TO DO:
Repeat each of these records exactly.

SOURCE MATERIAL section start

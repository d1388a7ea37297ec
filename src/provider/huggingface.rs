// src/provider/huggingface.rs
// Hugging Face Inference API adapter. Text-in/text-out with no structured
// chat roles: the history is flattened into a transcript and system content
// is folded in with a label rather than dropped.

use async_trait::async_trait;
use reqwest::Client;
use serde_json::{json, Value};
use std::time::Duration;
use tracing::debug;

use super::{
    env_key, fold_system_turns, status_error, transport_error, ChatRole, ChatTurn,
    GenerationParams, ModelInfo, ModelProvider, DEFAULT_TIMEOUT_SECS,
};
use crate::error::ProviderError;

const HF_API_BASE: &str = "https://api-inference.huggingface.co/models";
pub const DEFAULT_MODEL: &str = "meta-llama/Llama-3-70b-chat";

pub struct HuggingfaceProvider {
    client: Client,
    api_key: String,
    model: String,
}

impl HuggingfaceProvider {
    pub fn new(api_key: Option<String>, model: Option<String>) -> Result<Self, ProviderError> {
        let api_key = api_key
            .or_else(|| env_key("HUGGINGFACE_API_KEY"))
            .ok_or_else(|| ProviderError::Auth("HUGGINGFACE_API_KEY not set".into()))?;

        Ok(Self {
            client: Client::new(),
            api_key,
            model: model.unwrap_or_else(|| DEFAULT_MODEL.to_string()),
        })
    }

    async fn infer(&self, inputs: String, params: &GenerationParams) -> Result<String, ProviderError> {
        let mut parameters = json!({
            "temperature": params.temperature,
            "max_new_tokens": params.max_tokens,
            "return_full_text": false,
        });
        if let Some(extra) = params.options.get("parameters").and_then(|v| v.as_object()) {
            for (key, value) in extra {
                parameters[key] = value.clone();
            }
        }

        debug!("Huggingface request: model={}", self.model);

        let response = self
            .client
            .post(format!("{}/{}", HF_API_BASE, self.model))
            .bearer_auth(&self.api_key)
            .json(&json!({"inputs": inputs, "parameters": parameters}))
            .timeout(Duration::from_secs(DEFAULT_TIMEOUT_SECS))
            .send()
            .await
            .map_err(transport_error)?;

        if !response.status().is_success() {
            let status = response.status();
            let body = response.text().await.unwrap_or_default();
            return Err(status_error(status, body));
        }

        let raw: Value = response.json().await.map_err(transport_error)?;

        // The inference API answers either a list of generations or a bare
        // object depending on the hosted model.
        let text = raw[0]["generated_text"]
            .as_str()
            .or_else(|| raw["generated_text"].as_str())
            .map(|s| s.to_string());

        text.ok_or_else(|| ProviderError::Request {
            status: 200,
            message: "no generated_text in Huggingface response".into(),
        })
    }
}

#[async_trait]
impl ModelProvider for HuggingfaceProvider {
    fn info(&self) -> ModelInfo {
        ModelInfo {
            name: self.model.clone(),
            provider: "Huggingface".into(),
            description: "Huggingface's hosted models for text generation and chat".into(),
            is_default: false,
            capabilities: vec![
                "text_generation".into(),
                "chat".into(),
                "conflict_resolution".into(),
            ],
            max_tokens: 4096,
            supports_system_message: false,
        }
    }

    async fn generate_text(
        &self,
        prompt: &str,
        system_message: Option<&str>,
        params: &GenerationParams,
    ) -> Result<String, ProviderError> {
        let inputs = match system_message {
            Some(system) => format!("{}\n\n{}", system, prompt),
            None => prompt.to_string(),
        };
        self.infer(inputs, params).await
    }

    async fn generate_chat_response(
        &self,
        history: &[ChatTurn],
        params: &GenerationParams,
    ) -> Result<String, ProviderError> {
        let mut transcript = String::new();
        for turn in fold_system_turns(history) {
            let speaker = match turn.role {
                ChatRole::Assistant => "Assistant",
                _ => "User",
            };
            transcript.push_str(&format!("{}: {}\n", speaker, turn.content));
        }
        transcript.push_str("Assistant: ");

        self.infer(transcript, params).await
    }
}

SOURCE MATERIAL section end

SOLUTION BELOW:
repository d1388a7ea37297ec
filename src/provider/huggingface.rs
// src/provider/huggingface.rs
// Hugging Face Inference API adapter. Text-in/text-out with no structured
// chat roles: the history is flattened into a transcript and system content
// is folded in with a label rather than dropped.

use async_trait::async_trait;
use reqwest::Client;
use serde_json::{json, Value};
use std::time::Duration;
use tracing::debug;

use super::{
    env_key, fold_system_turns, status_error, transport_error, ChatRole, ChatTurn,
    GenerationParams, ModelInfo, ModelProvider, DEFAULT_TIMEOUT_SECS,
};
use crate::error::ProviderError;

const HF_API_BASE: &str = "https://api-inference.huggingface.co/models";
pub const DEFAULT_MODEL: &str = "meta-llama/Llama-3-70b-chat";

pub struct HuggingfaceProvider {
    client: Client,
    api_key: String,
    model: String,
}

impl HuggingfaceProvider {
    pub fn new(api_key: Option<String>, model: Option<String>) -> Result<Self, ProviderError> {
        let api_key = api_key
            .or_else(|| env_key("HUGGINGFACE_API_KEY"))
            .ok_or_else(|| ProviderError::Auth("HUGGINGFACE_API_KEY not set".into()))?;

        Ok(Self {
            client: Client::new(),
            api_key,
            model: model.unwrap_or_else(|| DEFAULT_MODEL.to_string()),
        })
    }

    async fn infer(&self, inputs: String, params: &GenerationParams) -> Result<String, ProviderError> {
        let mut parameters = json!({
            "temperature": params.temperature,
            "max_new_tokens": params.max_tokens,
            "return_full_text": false,
        });
        if let Some(extra) = params.options.get("parameters").and_then(|v| v.as_object()) {
            for (key, value) in extra {
                parameters[key] = value.clone();
            }
        }

        debug!("Huggingface request: model={}", self.model);

        let response = self
            .client
            .post(format!("{}/{}", HF_API_BASE, self.model))
            .bearer_auth(&self.api_key)
            .json(&json!({"inputs": inputs, "parameters": parameters}))
            .timeout(Duration::from_secs(DEFAULT_TIMEOUT_SECS))
            .send()
            .await
            .map_err(transport_error)?;

        if !response.status().is_success() {
            let status = response.status();
            let body = response.text().await.unwrap_or_default();
            return Err(status_error(status, body));
        }

        let raw: Value = response.json().await.map_err(transport_error)?;

        // The inference API answers either a list of generations or a bare
        // object depending on the hosted model.
        let text = raw[0]["generated_text"]
            .as_str()
            .or_else(|| raw["generated_text"].as_str())
            .map(|s| s.to_string());

        text.ok_or_else(|| ProviderError::Request {
            status: 200,
            message: "no generated_text in Huggingface response".into(),
        })
    }
}

#[async_trait]
impl ModelProvider for HuggingfaceProvider {
    fn info(&self) -> ModelInfo {
        ModelInfo {
            name: self.model.clone(),
            provider: "Huggingface".into(),
            description: "Huggingface's hosted models for text generation and chat".into(),
            is_default: false,
            capabilities: vec![
                "text_generation".into(),
                "chat".into(),
                "conflict_resolution".into(),
            ],
            max_tokens: 4096,
            supports_system_message: false,
        }
    }

    async fn generate_text(
        &self,
        prompt: &str,
        system_message: Option<&str>,
        params: &GenerationParams,
    ) -> Result<String, ProviderError> {
        let inputs = match system_message {
            Some(system) => format!("{}\n\n{}", system, prompt),
            None => prompt.to_string(),
        };
        self.infer(inputs, params).await
    }

    async fn generate_chat_response(
        &self,
        history: &[ChatTurn],
        params: &GenerationParams,
    ) -> Result<String, ProviderError> {
        let mut transcript = String::new();
        for turn in fold_system_turns(history) {
            let speaker = match turn.role {
                ChatRole::Assistant => "Assistant",
                _ => "User",
            };
            transcript.push_str(&format!("{}: {}\n", speaker, turn.content));
        }
        transcript.push_str("Assistant: ");

        self.infer(transcript, params).await
    }
}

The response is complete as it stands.